Malcolm Macgregor Summers  (1924September 1987) was a senior Australian public servant. He is best known for his time as Secretary of the Department of Shipping and Transport from 1969 to 1972.

Life and career
Summers was born in Queensland in 1925. He joined the Commonwealth Public Service in 1941 and moved to Canberra in the early 1950s to work for the Burueau of Census and Statistics.
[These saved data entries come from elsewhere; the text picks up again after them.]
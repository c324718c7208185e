use core_config::{ConfigError, FromEnv, env_optional, env_or_default, env_parse, env_required};

use crate::models::{DEFAULT_MIN_SCORE, DEFAULT_RERANK_TOP_N, DEFAULT_TOP_K, RetrievalPolicy};

pub const DEFAULT_EMBEDDING_MODEL: &str = "text-embedding-3-small";

/// OpenAI-compatible API used for chat completions and embeddings
#[derive(Debug, Clone, PartialEq)]
pub struct OpenAIConfig {
    pub base_url: String,
    pub api_key: String,
    pub model: String,
    pub embedding_model: String,
}

impl OpenAIConfig {
    pub fn new(
        base_url: impl Into<String>,
        api_key: impl Into<String>,
        model: impl Into<String>,
    ) -> Self {
        Self {
            base_url: trim_base_url(base_url.into()),
            api_key: api_key.into(),
            model: model.into(),
            embedding_model: DEFAULT_EMBEDDING_MODEL.to_string(),
        }
    }

    pub fn with_embedding_model(mut self, model: impl Into<String>) -> Self {
        self.embedding_model = model.into();
        self
    }
}

impl FromEnv for OpenAIConfig {
    fn from_env() -> Result<Self, ConfigError> {
        Ok(Self::new(
            env_required("OPENAI_BASE_URL")?,
            env_required("OPENAI_API_KEY")?,
            env_required("OPENAI_MODEL")?,
        )
        .with_embedding_model(env_or_default(
            "OPENAI_EMBEDDING_MODEL",
            DEFAULT_EMBEDDING_MODEL,
        )))
    }
}

impl OpenAIConfig {
    /// Reads only what embedding needs; `OPENAI_MODEL` may be unset.
    pub fn embeddings_from_env() -> Result<Self, ConfigError> {
        Ok(Self::new(
            env_required("OPENAI_BASE_URL")?,
            env_required("OPENAI_API_KEY")?,
            env_optional("OPENAI_MODEL").unwrap_or_default(),
        )
        .with_embedding_model(env_or_default(
            "OPENAI_EMBEDDING_MODEL",
            DEFAULT_EMBEDDING_MODEL,
        )))
    }
}

#[derive(Debug, Clone, PartialEq)]
pub struct RerankerConfig {
    pub base_url: String,
    /// Omitted from requests when unset; the service picks its default.
    pub model: Option<String>,
}

impl RerankerConfig {
    pub fn new(base_url: impl Into<String>) -> Self {
        Self {
            base_url: trim_base_url(base_url.into()),
            model: None,
        }
    }

    pub fn with_model(mut self, model: impl Into<String>) -> Self {
        self.model = Some(model.into());
        self
    }
}

impl FromEnv for RerankerConfig {
    fn from_env() -> Result<Self, ConfigError> {
        Ok(Self {
            base_url: trim_base_url(env_required("RERANKER_BASE_URL")?),
            model: env_optional("RERANKER_MODEL"),
        })
    }
}

/// Where retrieval runs: a remote vector store service, or in process.
#[derive(Debug, Clone, PartialEq, Default)]
pub struct VectorStoreConfig {
    pub url: Option<String>,
    /// JSON-lines file loaded into the in-memory store at startup
    pub seed_file: Option<String>,
}

impl FromEnv for VectorStoreConfig {
    fn from_env() -> Result<Self, ConfigError> {
        Ok(Self {
            url: env_optional("VECTORSTORE_URL"),
            seed_file: env_optional("RAG_VECTORSTORE_SEED_FILE"),
        })
    }
}

impl FromEnv for RetrievalPolicy {
    fn from_env() -> Result<Self, ConfigError> {
        Ok(Self {
            top_k: env_parse("RAG_RETRIEVAL_TOP_K", DEFAULT_TOP_K)?,
            min_score: env_parse("RAG_RETRIEVAL_MIN_SCORE", DEFAULT_MIN_SCORE)?,
            rerank_top_n: env_parse("RAG_RERANK_TOP_N", DEFAULT_RERANK_TOP_N)?,
        })
    }
}

fn trim_base_url(url: String) -> String {
    url.trim_end_matches('/').to_string()
}

#[cfg(test)]
mod tests {
    use super::*;

    const OPENAI_VARS: [&str; 4] = [
        "OPENAI_BASE_URL",
        "OPENAI_API_KEY",
        "OPENAI_MODEL",
        "OPENAI_EMBEDDING_MODEL",
    ];

    #[test]
    fn test_openai_config_from_env() {
        temp_env::with_vars(
            [
                (OPENAI_VARS[0], Some("http://llm.local/v1/")),
                (OPENAI_VARS[1], Some("sk-test")),
                (OPENAI_VARS[2], Some("gpt-4o-mini")),
                (OPENAI_VARS[3], None),
            ],
            || {
                let config = OpenAIConfig::from_env().unwrap();
                assert_eq!(config.base_url, "http://llm.local/v1");
                assert_eq!(config.model, "gpt-4o-mini");
                assert_eq!(config.embedding_model, DEFAULT_EMBEDDING_MODEL);
            },
        );
    }

    #[test]
    fn test_openai_config_requires_key() {
        temp_env::with_vars(
            [
                (OPENAI_VARS[0], Some("http://llm.local/v1")),
                (OPENAI_VARS[1], None),
                (OPENAI_VARS[2], Some("gpt-4o-mini")),
            ],
            || {
                assert_eq!(
                    OpenAIConfig::from_env().unwrap_err(),
                    ConfigError::MissingEnvVar("OPENAI_API_KEY".into())
                );
            },
        );
    }

    #[test]
    fn test_embeddings_config_needs_no_chat_model() {
        temp_env::with_vars(
            [
                (OPENAI_VARS[0], Some("http://llm.local/v1")),
                (OPENAI_VARS[1], Some("sk-test")),
                (OPENAI_VARS[2], None),
                (OPENAI_VARS[3], Some("nomic-embed-text")),
            ],
            || {
                let config = OpenAIConfig::embeddings_from_env().unwrap();
                assert_eq!(config.model, "");
                assert_eq!(config.embedding_model, "nomic-embed-text");
                assert!(OpenAIConfig::from_env().is_err());
            },
        );
    }

    #[test]
    fn test_reranker_model_is_optional() {
        temp_env::with_vars(
            [
                ("RERANKER_BASE_URL", Some("http://rerank:8080")),
                ("RERANKER_MODEL", None),
            ],
            || {
                let config = RerankerConfig::from_env().unwrap();
                assert_eq!(config, RerankerConfig::new("http://rerank:8080"));
            },
        );
    }

    #[test]
    fn test_retrieval_policy_defaults_and_overrides() {
        temp_env::with_vars(
            [
                ("RAG_RETRIEVAL_TOP_K", None::<&str>),
                ("RAG_RETRIEVAL_MIN_SCORE", None),
                ("RAG_RERANK_TOP_N", None),
            ],
            || assert_eq!(RetrievalPolicy::from_env().unwrap(), RetrievalPolicy::default()),
        );

        temp_env::with_vars(
            [
                ("RAG_RETRIEVAL_TOP_K", Some("10")),
                ("RAG_RETRIEVAL_MIN_SCORE", Some("0.25")),
                ("RAG_RERANK_TOP_N", Some("3")),
            ],
            || {
                let policy = RetrievalPolicy::from_env().unwrap();
                assert_eq!(policy.top_k, 10);
                assert_eq!(policy.min_score, 0.25);
                assert_eq!(policy.rerank_top_n, 3);
            },
        );
    }

    #[test]
    fn test_retrieval_policy_rejects_garbage() {
        temp_env::with_var("RAG_RETRIEVAL_TOP_K", Some("-1"), || {
            assert!(matches!(
                RetrievalPolicy::from_env(),
                Err(ConfigError::ParseError { .. })
            ));
        });
    }

    #[test]
    fn test_vector_store_defaults_to_in_memory() {
        temp_env::with_vars(
            [("VECTORSTORE_URL", None::<&str>), ("RAG_VECTORSTORE_SEED_FILE", None)],
            || assert_eq!(VectorStoreConfig::from_env().unwrap(), VectorStoreConfig::default()),
        );
    }
}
In March 1969, Summers was appointed Secretary of the Department of Shipping and Transport, a promotion from his position as deputy secretary of the Department of Trade and Industry. In the role, he worked to set up the Bureau of Transport Economics and brought in new funding arrangements for national highways, rail, urban transport, shipping and road safety. The department's involvement in policy issues increased substantially during the time that Summers was its secretary.

In December 1972, the department was reformed as the Department of Transport. Summers was Secretary until late 1973 when then Prime Minister Gough Whitlam announced he was to become the sole Commissioner of a Commonwealth Inquiry into the maritime industry.

Summers retired in 1976 due to ill health.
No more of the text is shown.